Zero Hora: Vereador Elias Vidal deixa o PPS e fica impedido de concorrer à reeleição

Redação

23 de abril de 2012 | 18h45

Por Zero Hora

O vereador de Porto Alegre Elias Vidal, que contrariou as orientações do partido ao assinar uma CPI para investigar a administração municipal, anunciou nesta terça-feira sua saída do PPS.

No ofício entregue ao presidente municipal da sigla, deputado Paulo Odone, Vidal se diz vítima de “perseguição política” dentro da legenda. Além de assinar a instalação da CPI do Instituto Ronaldinho Gaúcho, em andamento na Câmara da Capital, Vidal rompeu com o PPS quando apoiou a CPI da Saúde, ainda sem assinaturas suficientes para ser instaurada.

— O partido me tirou a liderança da bancada, com o intuito de castrar meu espaço para me manifestar, e me impediu de participar da CPI do Ronaldinho. Não é justo. É graças a mim que a CPI existe — protesta Vidal.

Ao deixar o PPS em ano eleitoral, Vidal fica impedido de concorrer à reeleição mesmo que se filie a outro partido.

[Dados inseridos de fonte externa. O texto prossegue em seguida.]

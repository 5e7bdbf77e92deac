//! Configuration loading and validation.

mod types;
mod validation;

pub use types::*;

use std::path::Path;
use std::time::Duration;

use sqlx::mysql::{MySqlConnectOptions, MySqlSslMode};

use crate::core::TargetTable;
use crate::error::{Result, SyncError};
use crate::typemap::TypeRuleRegistry;

impl Config {
    /// Load configuration from a YAML file.
    pub fn load<P: AsRef<Path>>(path: P) -> Result<Self> {
        let content = std::fs::read_to_string(path)?;
        Self::from_yaml(&content)
    }

    /// Parse configuration from a YAML string.
    pub fn from_yaml(yaml: &str) -> Result<Self> {
        let config: Config = serde_yaml::from_str(yaml)?;
        config.validate()?;
        Ok(config)
    }

    /// Validate the configuration.
    pub fn validate(&self) -> Result<()> {
        validation::validate(self)
    }

    /// Shared rule registry built from `type_rules`, later sets winning.
    pub fn registry(&self) -> TypeRuleRegistry {
        TypeRuleRegistry::from_sets(&self.type_rules)
    }

    /// Look up a table job by name.
    pub fn table(&self, name: &str) -> Option<&TableJobConfig> {
        self.tables.iter().find(|t| t.name == name)
    }

    /// Keep only the named job.
    pub fn select_table(&mut self, name: &str) -> Result<()> {
        if self.table(name).is_none() {
            return Err(SyncError::Config(format!(
                "no table job named '{}' (configured: {})",
                name,
                self.tables
                    .iter()
                    .map(|t| t.name.as_str())
                    .collect::<Vec<_>>()
                    .join(", ")
            )));
        }
        self.tables.retain(|t| t.name == name);
        Ok(())
    }
}

impl SourceConfig {
    /// Connect options for sqlx.
    pub fn connect_options(&self) -> Result<MySqlConnectOptions> {
        let ssl_mode: MySqlSslMode = self.ssl_mode.parse().map_err(|_| {
            SyncError::Config(format!(
                "invalid source.ssl_mode '{}' (expected disabled, preferred, required, verify_ca or verify_identity)",
                self.ssl_mode
            ))
        })?;

        Ok(MySqlConnectOptions::new()
            .host(&self.host)
            .port(self.port)
            .database(&self.database)
            .username(&self.user)
            .password(&self.password)
            .ssl_mode(ssl_mode))
    }
}

impl TargetConfig {
    /// Connection settings for tokio-postgres.
    pub fn pg_config(&self) -> tokio_postgres::Config {
        let mut pg = tokio_postgres::Config::new();
        pg.host(&self.host)
            .port(self.port)
            .dbname(&self.database)
            .user(&self.user)
            .password(&self.password)
            .application_name("mysql-pg-sync")
            .keepalives(true)
            .keepalives_idle(Duration::from_secs(30))
            .connect_timeout(Duration::from_secs(30));
        pg
    }
}

impl TableJobConfig {
    /// Target table with the configured default schema filled in.
    pub fn target(&self, default_schema: &str) -> TargetTable {
        TargetTable::parse(&self.target_table).with_default_schema(default_schema)
    }

    /// Shared registry with this table's overrides on top.
    pub fn registry(&self, shared: &TypeRuleRegistry) -> TypeRuleRegistry {
        shared.with_overrides(&self.type_rules)
    }
}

— Perdi o direito de concorrer, isso é certo. Mas não sou apegado a mandato. Estou tranquilo porque fiz o que deveria fazer — afirma o vereador.

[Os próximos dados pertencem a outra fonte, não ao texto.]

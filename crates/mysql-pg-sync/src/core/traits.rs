//! Core traits at the driver seams.
//!
//! - [`SourceReader`]: streams pages of rows for an arbitrary read query
//! - [`TargetWriter`]: opens per-job write sessions on the target
//! - [`BatchExecutor`]: submits insert-if-absent batches in error-continuation
//!   mode and reports per-row failures by offset
//!
//! Drivers implement these for real databases (`drivers::mysql`,
//! `drivers::postgres`) and in memory (`drivers::memory`).

use async_trait::async_trait;
use futures::stream::BoxStream;

use crate::error::Result;

use super::value::{ConvertedRow, SourcePage};

/// Read pages of rows from a source database.
#[async_trait]
pub trait SourceReader: Send + Sync {
    /// Stream the result of `query` in pages of at most `page_size` rows.
    ///
    /// The stream is pull-based: the next page is only fetched when polled,
    /// so pages never overlap with the processing of the previous one.
    /// Dropping the stream releases the underlying connection.
    fn read_pages<'a>(
        &'a self,
        query: &'a str,
        page_size: usize,
    ) -> BoxStream<'a, Result<SourcePage>>;

    /// Cheap round-trip used by health checks.
    async fn ping(&self) -> Result<()>;

    /// Get the database type identifier (e.g., "mysql", "memory").
    fn db_type(&self) -> &str;

    /// Close the connection pool.
    async fn close(&self);
}

/// Opens write sessions on a target database.
#[async_trait]
pub trait TargetWriter: Send + Sync {
    /// Open an exclusive session for one table job.
    ///
    /// The session owns one connection for the job's duration.
    async fn open_session(&self) -> Result<Box<dyn BatchExecutor>>;

    /// Cheap round-trip used by health checks.
    async fn ping(&self) -> Result<()>;

    /// Get the database type identifier (e.g., "postgres", "memory").
    fn db_type(&self) -> &str;

    /// Close the connection pool.
    async fn close(&self);
}

/// Target table reference as configured (`table` or `schema.table`).
#[derive(Debug, Clone, PartialEq, Eq)]
pub struct TargetTable {
    pub schema: Option<String>,
    pub name: String,
}

impl TargetTable {
    /// Parse `schema.table` or a bare `table`.
    pub fn parse(qualified: &str) -> Self {
        match qualified.split_once('.') {
            Some((schema, name)) => Self {
                schema: Some(schema.to_string()),
                name: name.to_string(),
            },
            None => Self {
                schema: None,
                name: qualified.to_string(),
            },
        }
    }

    /// Fill in the schema when the reference is unqualified.
    pub fn with_default_schema(mut self, schema: &str) -> Self {
        if self.schema.is_none() && !schema.is_empty() {
            self.schema = Some(schema.to_string());
        }
        self
    }

    pub fn display_name(&self) -> String {
        match &self.schema {
            Some(s) => format!("{}.{}", s, self.name),
            None => self.name.clone(),
        }
    }
}

/// Insert-if-absent plan for one `(table, header)` pair.
///
/// Semantics: for each submitted row, insert it only when no existing target
/// row has the same value in `columns[identity_idx]`; otherwise skip it.
#[derive(Debug, Clone, PartialEq, Eq)]
pub struct InsertPlan {
    pub table: TargetTable,
    /// Header columns, in the order values appear in each row.
    pub columns: Vec<String>,
    /// Position of the identity column within `columns`.
    pub identity_idx: usize,
}

impl InsertPlan {
    pub fn identity_column(&self) -> &str {
        &self.columns[self.identity_idx]
    }
}

/// A row the target refused, addressed by its position in the submission.
#[derive(Debug, Clone, PartialEq, Eq)]
pub struct RowFailure {
    /// Zero-based offset within the submitted rows.
    pub offset: usize,
    /// Target-reported message.
    pub message: String,
}

/// Outcome of one error-continuation submission.
#[derive(Debug, Clone, Default, PartialEq, Eq)]
pub struct BatchOutcome {
    /// Rows actually written.
    pub inserted: u64,
    /// Rows refused by the target; all other rows were attempted.
    pub failures: Vec<RowFailure>,
}

/// Executes insert-if-absent batches on one target connection.
///
/// Contract: a failing row never prevents the remaining rows of the same
/// submission from being attempted, and every failure carries the exact
/// offset of the row that caused it. Only connectivity or statement-level
/// problems are returned as `Err`.
#[async_trait]
pub trait BatchExecutor: Send {
    /// Bind the session to a plan; called once per job before any submit.
    ///
    /// Fails when the table or one of the plan's columns cannot be resolved.
    async fn prepare(&mut self, plan: &InsertPlan) -> Result<()>;

    /// Submit rows under the prepared plan.
    async fn submit(&mut self, rows: &[ConvertedRow]) -> Result<BatchOutcome>;

    /// Commit everything submitted since the previous commit.
    async fn commit(&mut self) -> Result<()>;

    /// Discard uncommitted work; used on job failure.
    async fn rollback(&mut self) -> Result<()>;
}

Segundo ele, os três assessores técnicos da bancada do PPS passaram a trabalhar apenas para Paulinho Rubem Berta, que é o outro vereador do PPS. A 1ª secretária do partido em Porto Alegre, Márcia de la Torre, diz que “não procedem essas acusações de perseguição”:

— Se lutamos para que os partidos tenham comprometimento ideológico, as coisas precisam ser debatidas coletivamente. Nunca o vereador Vidal discutiu com o partido o seu apoio à CPI da Saúde.